La duquesa estalló en carcajadas al tiempo que se levantaba del sofá, balanceándose hacia adelante y hacia atrás. La copa le tembló en las manos y Piper vio cómo, después de un mal paso y un doloroso doblez de tobillo por culpa de la borrachera y la altura de los tacones, su tía cayó al suelo alfombrado.
Margo y Piper se apresuraron hacia ella, intentando tomarla del brazo y levantarla, pero la mujer, presa de un ataque de risa, imposibilitó la tarea.
―Vaya forma de perder la elegancia, duquesa ―bromeó Piper―. Creo que es mucho alcohol por esta noche ¿Cuánto tomó? ―le preguntó a Margo.
―Cuatro copas. Dos de brandy y dos de vino.

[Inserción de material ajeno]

#[cfg(test)]
mod tests {
    use super::*;
    use crate::codec::SpecialUserData;
    use crate::protocol::message::{
        CryptoHandshakeResponsePacket, LevelDataPacket, LoggedInPacket, ProtocolMismatchPacket,
        ServerBannedPacket, ServerNoticePacket,
    };
    use crate::protocol::{DisconnectReason, PROTOCOL_VERSION};
    use tokio::sync::mpsc;
    use crate::protocol::{ClientPacket, KeyPair, PacketSet};
    use crate::util::time::ManualClock;
    use glam::Vec2;

    fn player(id: PlayerId, ts: f32, x: f32, death: f32) -> AssociatedPlayerData {
        let mut data = PlayerData {
            timestamp: ts,
            last_death_timestamp: death,
            ..Default::default()
        };
        data.player1.position = Vec2::new(x, 0.0);
        AssociatedPlayerData { account_id: id, data }
    }

    fn level(players: Vec<AssociatedPlayerData>) -> ServerPacket {
        LevelDataPacket { players }.into()
    }

    /// Offline client driven through handshake and login
    fn logged_in_client(config: ClientConfig) -> OverlayClient {
        let mut client = ClientBuilder::new(config)
            .credentials(7, "tester", "token")
            .clock(Arc::new(ManualClock::new(0.0)))
            .build();
        let now = Instant::now();

        client.begin_handshake(now).unwrap();
        let hello = client.take_unsent().remove(0);
        let server_keys = KeyPair::generate().unwrap();
        let client_key = match ClientPacket::registry().decode_frame(&hello.bytes, None).unwrap() {
            ClientPacket::CryptoHandshakeStart(p) => p.key,
            other => panic!("unexpected {other:?}"),
        };
        let server_box = server_keys.derive(&client_key).unwrap();
        client.handle_packet(CryptoHandshakeResponsePacket { key: server_keys.public_key() }.into(), now);

        client.update_at(0.0, now);
        let login = client.take_unsent().remove(0);
        let decoded = ClientPacket::registry().decode_frame(&login.bytes, Some(&server_box)).unwrap();
        assert_eq!(decoded.name(), "LoginPacket");

        client.handle_packet(
            LoggedInPacket {
                tps: 30,
                special_user_data: SpecialUserData::default(),
                all_roles: Vec::new(),
                secret_key: 1,
            }
            .into(),
            now,
        );
        assert_eq!(client.state(), ConnectionState::Established);
        client.take_unsent();
        client.drain_events();
        client
    }

    #[test]
    fn test_level_data_drives_interpolator() {
        let mut client = logged_in_client(ClientConfig::default());
        let now = Instant::now();

        client.handle_packet(level(vec![player(1, 0.0, 0.0, 0.0)]), now);
        client.handle_packet(level(vec![player(1, 1.0 / 30.0, 10.0, 0.0)]), now);
        assert_eq!(client.server_update_counter(), 2.0);
        assert_eq!(client.drain_events(), vec![GameEvent::PlayerJoined { player_id: 1 }]);

        client.update_at(1.0 / 60.0, now);
        client.update_at(1.0 / 60.0, now);
        let x = client.player_state(1).unwrap().player1.position.x;
        assert!((x - 5.0).abs() < 1e-3, "x = {x}");
        assert!(!client.is_player_stale(1));
    }

    #[test]
    fn test_death_and_staleness_events() {
        let mut client = logged_in_client(ClientConfig::default());
        let now = Instant::now();

        client.handle_packet(level(vec![player(1, 0.0, 0.0, 0.0), player(2, 0.0, 0.0, 0.0)]), now);
        client.handle_packet(level(vec![player(1, 0.1, 0.0, 4.0)]), now);
        client.update_at(0.016, now);

        let events = client.drain_events();
        assert!(events.contains(&GameEvent::PlayerDied { player_id: 1 }));
        assert!(!events.contains(&GameEvent::PlayerDied { player_id: 2 }));
        assert!(client.is_player_stale(2));
        assert!(!client.is_player_stale(1));
    }

    #[test]
    fn test_absent_players_are_evicted() {
        let config = ClientConfig {
            stale_eviction_packets: 2,
            ..Default::default()
        };
        let mut client = logged_in_client(config);
        let now = Instant::now();

        client.handle_packet(level(vec![player(1, 0.0, 0.0, 0.0), player(2, 0.0, 0.0, 0.0)]), now);
        client.handle_packet(level(vec![player(1, 0.1, 0.0, 0.0)]), now);
        assert!(client.player_state(2).is_some());

        client.handle_packet(level(vec![player(1, 0.2, 0.0, 0.0)]), now);
        assert!(client.player_state(2).is_none());
        assert!(client.drain_events().contains(&GameEvent::PlayerLeft { player_id: 2 }));
    }

    #[test]
    fn test_notice_and_disconnect_clear_players() {
        let mut client = logged_in_client(ClientConfig::default());
        let now = Instant::now();

        client.handle_packet(level(vec![player(1, 0.0, 0.0, 0.0)]), now);
        client.handle_packet(ServerNoticePacket { message: "hi".into() }.into(), now);
        assert!(client.drain_events().contains(&GameEvent::ServerNotice { message: "hi".into() }));

        client.disconnect();
        assert!(client.player_state(1).is_none());
        let frames = client.take_unsent();
        assert_eq!(frames.len(), 1);

        client.update_at(0.0, now);
        assert_eq!(client.state(), ConnectionState::Disconnected);
    }

    #[test]
    fn test_send_player_data_requires_login() {
        let mut client = ClientBuilder::new(ClientConfig::default()).build();
        assert!(matches!(
            client.send_player_data(PlayerData::default()),
            Err(Error::NotConnected)
        ));

        let mut client = logged_in_client(ClientConfig::default());
        client.send_player_data(PlayerData::default()).unwrap();
        assert_eq!(client.take_unsent()[0].packet_id, 11000);
    }

    #[test]
    fn test_tps_updates_expected_delta() {
        let mut client = ClientBuilder::new(ClientConfig::default())
            .credentials(1, "a", "b")
            .build();
        client.config.interpolation.expected_delta = 0.5;
        client.apply_session_events(vec![SessionEvent::LoggedIn { tps: 60, secret_key: 0 }]);
        assert!((client.interpolator().settings().expected_delta - 1.0 / 60.0).abs() < 1e-7);

        let mut fixed = ClientBuilder::new(ClientConfig::default()).expected_delta(0.25).build();
        fixed.apply_session_events(vec![SessionEvent::LoggedIn { tps: 60, secret_key: 0 }]);
        assert_eq!(fixed.interpolator().settings().expected_delta, 0.25);
    }

    /// Attach a channel pair standing in for the I/O task
    fn attach_channels(client: &mut OverlayClient) -> (mpsc::Sender<ServerPacket>, mpsc::Receiver<OutgoingFrame>) {
        let (inbound_tx, inbound_rx) = mpsc::channel(8);
        let (outbound_tx, outbound_rx) = mpsc::channel(8);
        client.network = Some(NetworkHandle::from_channels(inbound_rx, outbound_tx));
        (inbound_tx, outbound_rx)
    }

    #[test]
    fn test_ban_queued_before_close_is_reported() {
        let mut client = logged_in_client(ClientConfig::default());
        let (inbound, _outbound) = attach_channels(&mut client);
        let now = Instant::now();

        client.update_at(0.0, now);
        assert_eq!(client.state(), ConnectionState::Established);

        inbound
            .try_send(
                ServerBannedPacket {
                    message: "cheating".into(),
                    timestamp: 1_700_000_000,
                }
                .into(),
            )
            .unwrap();
        drop(inbound);

        client.update_at(0.0, now);
        assert_eq!(client.state(), ConnectionState::Disconnected);
        assert_eq!(
            client.session().disconnect_reason(),
            Some(&DisconnectReason::Banned {
                message: "cheating".into(),
                timestamp: 1_700_000_000,
            })
        );
        let disconnects: Vec<_> = client
            .drain_events()
            .into_iter()
            .filter(|e| matches!(e, GameEvent::Disconnected { .. }))
            .collect();
        assert_eq!(disconnects.len(), 1);
    }

    #[test]
    fn test_bare_close_is_connection_lost() {
        let mut client = logged_in_client(ClientConfig::default());
        let (inbound, _outbound) = attach_channels(&mut client);
        drop(inbound);

        client.update_at(0.0, Instant::now());
        assert_eq!(client.state(), ConnectionState::Disconnected);
        assert_eq!(client.session().disconnect_reason(), Some(&DisconnectReason::ConnectionLost));
        assert!(client.network().is_none());
    }

    #[tokio::test]
    async fn test_connect_blocked_by_protocol_mismatch_opens_nothing() {
        // nothing listens here, so reaching the transport would fail with an I/O error
        let listener = tokio::net::TcpListener::bind("127.0.0.1:0").await.unwrap();
        let addr = listener.local_addr().unwrap();
        drop(listener);

        let mut client = ClientBuilder::new(ClientConfig::new(addr)).build();
        let now = Instant::now();
        client.begin_handshake(now).unwrap();
        client.handle_packet(ProtocolMismatchPacket { server_protocol: PROTOCOL_VERSION + 1 }.into(), now);
        assert_eq!(client.state(), ConnectionState::Disconnected);

        assert!(matches!(client.connect().await, Err(Error::ProtocolMismatch { .. })));
        assert!(client.network().is_none());
    }
}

―Parece que no le ha sentado bien.
Entre Margo y ella lograron acomodar a la duquesa sobre el sofá. Una vez cumplida la tarea, las mujeres se desplomaron en sus respectivos asientos. Junto a ella, la duquesa comenzó a toser. Piper apretó la mano de su tía cuando la descansó sobre su muslo.

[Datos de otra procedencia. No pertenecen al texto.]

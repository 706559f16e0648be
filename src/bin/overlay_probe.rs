//! Connect to an overlay server, log in and print session and player events.
//!
//! Run with: cargo run --bin overlay-probe -- --server 127.0.0.1:4201 --account-id 1 --name probe --token ...

use std::net::SocketAddr;
use std::path::PathBuf;
use std::time::{Duration, Instant};

use clap::Parser;
use tracing::{info, warn};
use tracing_subscriber::EnvFilter;

use overlay_sync::client::{ClientBuilder, ClientConfig, GameEvent};
use overlay_sync::protocol::{ConnectionState, DisconnectReason};
use overlay_sync::util::unix_timestamp;

#[derive(Parser)]
#[command(name = "overlay-probe")]
#[command(about = "Connect to an overlay sync server and watch remote players")]
struct Args {
    /// Config file (defaults to the user config dir)
    #[arg(long)]
    config: Option<PathBuf>,

    /// Server address, overrides the config file
    #[arg(long)]
    server: Option<SocketAddr>,

    #[arg(long)]
    account_id: Option<i32>,

    #[arg(long, default_value = "probe")]
    name: String,

    #[arg(long)]
    token: Option<String>,

    /// Apply samples without smoothing
    #[arg(long)]
    realtime: bool,

    /// Seconds to stay connected
    #[arg(long, default_value_t = 30)]
    duration: u64,

    /// Update rate of the local loop
    #[arg(long, default_value_t = 60)]
    fps: u32,
}

#[tokio::main]
async fn main() -> Result<(), Box<dyn std::error::Error>> {
    tracing_subscriber::fmt()
        .with_env_filter(EnvFilter::try_from_default_env().unwrap_or_else(|_| EnvFilter::new("info")))
        .init();

    let args = Args::parse();

    let mut config = match &args.config {
        Some(path) => ClientConfig::from_json_file(path)?,
        None => ClientConfig::load_default()?,
    };
    if let Some(server) = args.server {
        config.server_addr = server;
    }

    let mut builder = ClientBuilder::new(config).realtime(args.realtime);
    if let (Some(account_id), Some(token)) = (args.account_id, args.token.as_deref()) {
        builder = builder.credentials(account_id, args.name.as_str(), token);
    }

    let mut client = builder.connect().await?;
    info!(addr = ?client.network().map(|n| n.remote_addr()), "connecting");

    let fps = args.fps.max(1);
    let mut ticker = tokio::time::interval(Duration::from_secs_f64(1.0 / fps as f64));
    let deadline = Instant::now() + Duration::from_secs(args.duration);
    let mut last = Instant::now();

    while Instant::now() < deadline {
        ticker.tick().await;
        let now = Instant::now();
        let dt = now.duration_since(last).as_secs_f32();
        last = now;

        client.update(dt);

        for event in client.drain_events() {
            match event {
                GameEvent::Disconnected { reason } => {
                    match &reason {
                        DisconnectReason::Banned { timestamp, .. } | DisconnectReason::Muted { timestamp, .. } => {
                            info!(%reason, remaining_secs = timestamp - unix_timestamp(), "disconnected");
                        }
                        _ => info!(%reason, "disconnected"),
                    }
                }
                GameEvent::PlayerJoined { player_id } => info!(player_id, "player joined"),
                GameEvent::PlayerLeft { player_id } => info!(player_id, "player left"),
                GameEvent::PlayerDied { player_id } => info!(player_id, "player died"),
                other => info!(event = ?other, "event"),
            }
        }

        if client.state() == ConnectionState::Disconnected {
            break;
        }
    }

    if client.state().is_connecting() {
        warn!(state = %client.state(), "gave up before login completed");
    }
    if client.state() != ConnectionState::Disconnected {
        client.disconnect();
        client.update(0.0);
        // let the transport flush the disconnect packet
        tokio::time::sleep(Duration::from_millis(100)).await;
    }

    let summary = client.packet_summary();
    info!(
        total = summary.total,
        sent = summary.total_out,
        received = summary.total_in,
        bytes = summary.total_bytes,
        "traffic"
    );
    summary.log();

    Ok(())
}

―¿Te ha visto tu madre en este estado? ―masculló a son de burla.
―Se fue a dormir. Estaba cansada.
―Tú deberías irte a dormir.
La escuchó mascullar la palabra "aguafiestas" en tres idiomas diferentes.
―Estás hablando con una mujer criada por la reina madre Olena. Ella me enseñó todos esos idiomas, así que te entendí perfectamente.

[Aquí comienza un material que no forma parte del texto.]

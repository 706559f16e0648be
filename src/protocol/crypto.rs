//! Session crypto.
//!
//! Both peers generate an X25519 key pair and exchange public keys in the
//! handshake. The session key is SHA-256 over a domain tag and the shared
//! secret, used with ChaCha20-Poly1305. Encrypted payloads are laid out as
//! `[12-byte nonce][ciphertext][16-byte tag]`.

use std::fmt;
use std::sync::{Arc, RwLock};

use chacha20poly1305::aead::Aead;
use chacha20poly1305::{ChaCha20Poly1305, Key, KeyInit, Nonce};
use sha2::{Digest, Sha256};
use x25519_dalek::{PublicKey, StaticSecret};

use crate::codec::{CryptoPublicKey, PUBLIC_KEY_SIZE};
use crate::error::{Error, Result};

pub const NONCE_SIZE: usize = 12;
pub const TAG_SIZE: usize = 16;

const KDF_DOMAIN: &[u8] = b"overlay-sync session key v1";

pub(crate) fn fill_random(buf: &mut [u8]) -> Result<()> {
    getrandom::getrandom(buf).map_err(|e| Error::Crypto(format!("rng failure: {e}")))
}

/// Ephemeral key pair for one handshake
pub struct KeyPair {
    secret: StaticSecret,
    public: PublicKey,
}

impl KeyPair {
    pub fn generate() -> Result<Self> {
        let mut bytes = [0u8; PUBLIC_KEY_SIZE];
        fill_random(&mut bytes)?;
        Ok(Self::from_secret_bytes(bytes))
    }

    pub fn from_secret_bytes(bytes: [u8; PUBLIC_KEY_SIZE]) -> Self {
        let secret = StaticSecret::from(bytes);
        let public = PublicKey::from(&secret);
        Self { secret, public }
    }

    pub fn public_key(&self) -> CryptoPublicKey {
        CryptoPublicKey(*self.public.as_bytes())
    }

    /// Combine with the peer's public key into a symmetric session box.
    pub fn derive(&self, peer: &CryptoPublicKey) -> Result<CryptoBox> {
        let shared = self.secret.diffie_hellman(&PublicKey::from(peer.0));
        if !shared.was_contributory() {
            return Err(Error::Crypto("peer sent a low-order public key".into()));
        }

        let digest = Sha256::new()
            .chain_update(KDF_DOMAIN)
            .chain_update(shared.as_bytes())
            .finalize();
        Ok(CryptoBox::from_key(digest.into()))
    }
}

impl fmt::Debug for KeyPair {
    fn fmt(&self, f: &mut fmt::Formatter<'_>) -> fmt::Result {
        f.debug_struct("KeyPair")
            .field("public", &self.public_key())
            .finish_non_exhaustive()
    }
}

/// Symmetric AEAD box for packet payloads
#[derive(Clone)]
pub struct CryptoBox {
    cipher: ChaCha20Poly1305,
}

impl CryptoBox {
    pub fn from_key(key: [u8; 32]) -> Self {
        Self {
            cipher: ChaCha20Poly1305::new(Key::from_slice(&key)),
        }
    }

    pub fn encrypt(&self, plaintext: &[u8]) -> Result<Vec<u8>> {
        let mut nonce = [0u8; NONCE_SIZE];
        fill_random(&mut nonce)?;

        let ciphertext = self
            .cipher
            .encrypt(Nonce::from_slice(&nonce), plaintext)
            .map_err(|_| Error::Crypto("encryption failed".into()))?;

        let mut out = Vec::with_capacity(NONCE_SIZE + ciphertext.len());
        out.extend_from_slice(&nonce);
        out.extend_from_slice(&ciphertext);
        Ok(out)
    }

    pub fn decrypt(&self, data: &[u8]) -> Result<Vec<u8>> {
        if data.len() < NONCE_SIZE + TAG_SIZE {
            return Err(Error::Crypto(format!("ciphertext too short: {} bytes", data.len())));
        }
        let (nonce, ciphertext) = data.split_at(NONCE_SIZE);
        self.cipher
            .decrypt(Nonce::from_slice(nonce), ciphertext)
            .map_err(|_| Error::Crypto("authentication failed".into()))
    }
}

impl fmt::Debug for CryptoBox {
    fn fmt(&self, f: &mut fmt::Formatter<'_>) -> fmt::Result {
        f.write_str("CryptoBox { .. }")
    }
}

/// Session box shared between the update thread (which installs it once the
/// handshake completes) and the I/O task (which decrypts with it).
#[derive(Debug, Clone, Default)]
pub struct SharedCrypto(Arc<RwLock<Option<CryptoBox>>>);

impl SharedCrypto {
    pub fn new() -> Self {
        Self::default()
    }

    pub fn install(&self, crypto: CryptoBox) {
        let mut guard = self.0.write().unwrap_or_else(|e| e.into_inner());
        *guard = Some(crypto);
    }

    pub fn clear(&self) {
        let mut guard = self.0.write().unwrap_or_else(|e| e.into_inner());
        *guard = None;
    }

    pub fn is_established(&self) -> bool {
        self.0.read().unwrap_or_else(|e| e.into_inner()).is_some()
    }

    pub fn with<R>(&self, f: impl FnOnce(Option<&CryptoBox>) -> R) -> R {
        let guard = self.0.read().unwrap_or_else(|e| e.into_inner());
        f(guard.as_ref())
    }
}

La duquesa sonrió mientras extendía la mano hacia ella. Le acarició con suavidad la mejilla derecha y después la dejó caer en su falda.
―Has crecido para convertirte en una hermosa jovencita. Deseo para ti lo mejor en esta vida. Lo mereces.
―Tú también lo mereces.
El sonido de un teléfono acabó con el momento. Al levantar la mirada, observó a Margo responder la llamada.
―¿Hola? Oh, buenas noches ¿Cómo se encuentra? Me alegro mucho por usted ―la sonrisa fue reemplazada por una mueca extraña―. Comprendo ¿Está seguro? Bueno, temo que la duquesa está indispuesta de momento, pero se lo comunicaré. De acuerdo, que esté bien. Saludos a su familia.
Al finalizar la llamada, un incómodo silencio arropó la habitación. Sólo podía escuchar la respiración trabajosa de su tía que, después de haber murmurado palabras, se había quedado dormida.
―¿Está todo bien? ―se animó Piper a preguntar.
Margo asintió.
―Era Riley.
Escuchar su nombre provocó un repiqueteo extraño en su corazón y un remolino de nerviosismo y alegría se le atoró en la garganta.
―¿Te ha dicho cuándo volverá?
―Él no volverá, Su Alteza. Ha decidido quedarse en Inglaterra con su familia.
Un gritito se perdió en su garganta, y podía sentir el incremento de su respiración trabajosa al tiempo que le temblaban las manos. Una corriente de aire frío penetró por entre la ropa. Había pensado que provenía del frío del exterior, pero sabía que el origen estaba dentro de ella.
Riley no volverá.
Aquellas palabras la habían dejado helada.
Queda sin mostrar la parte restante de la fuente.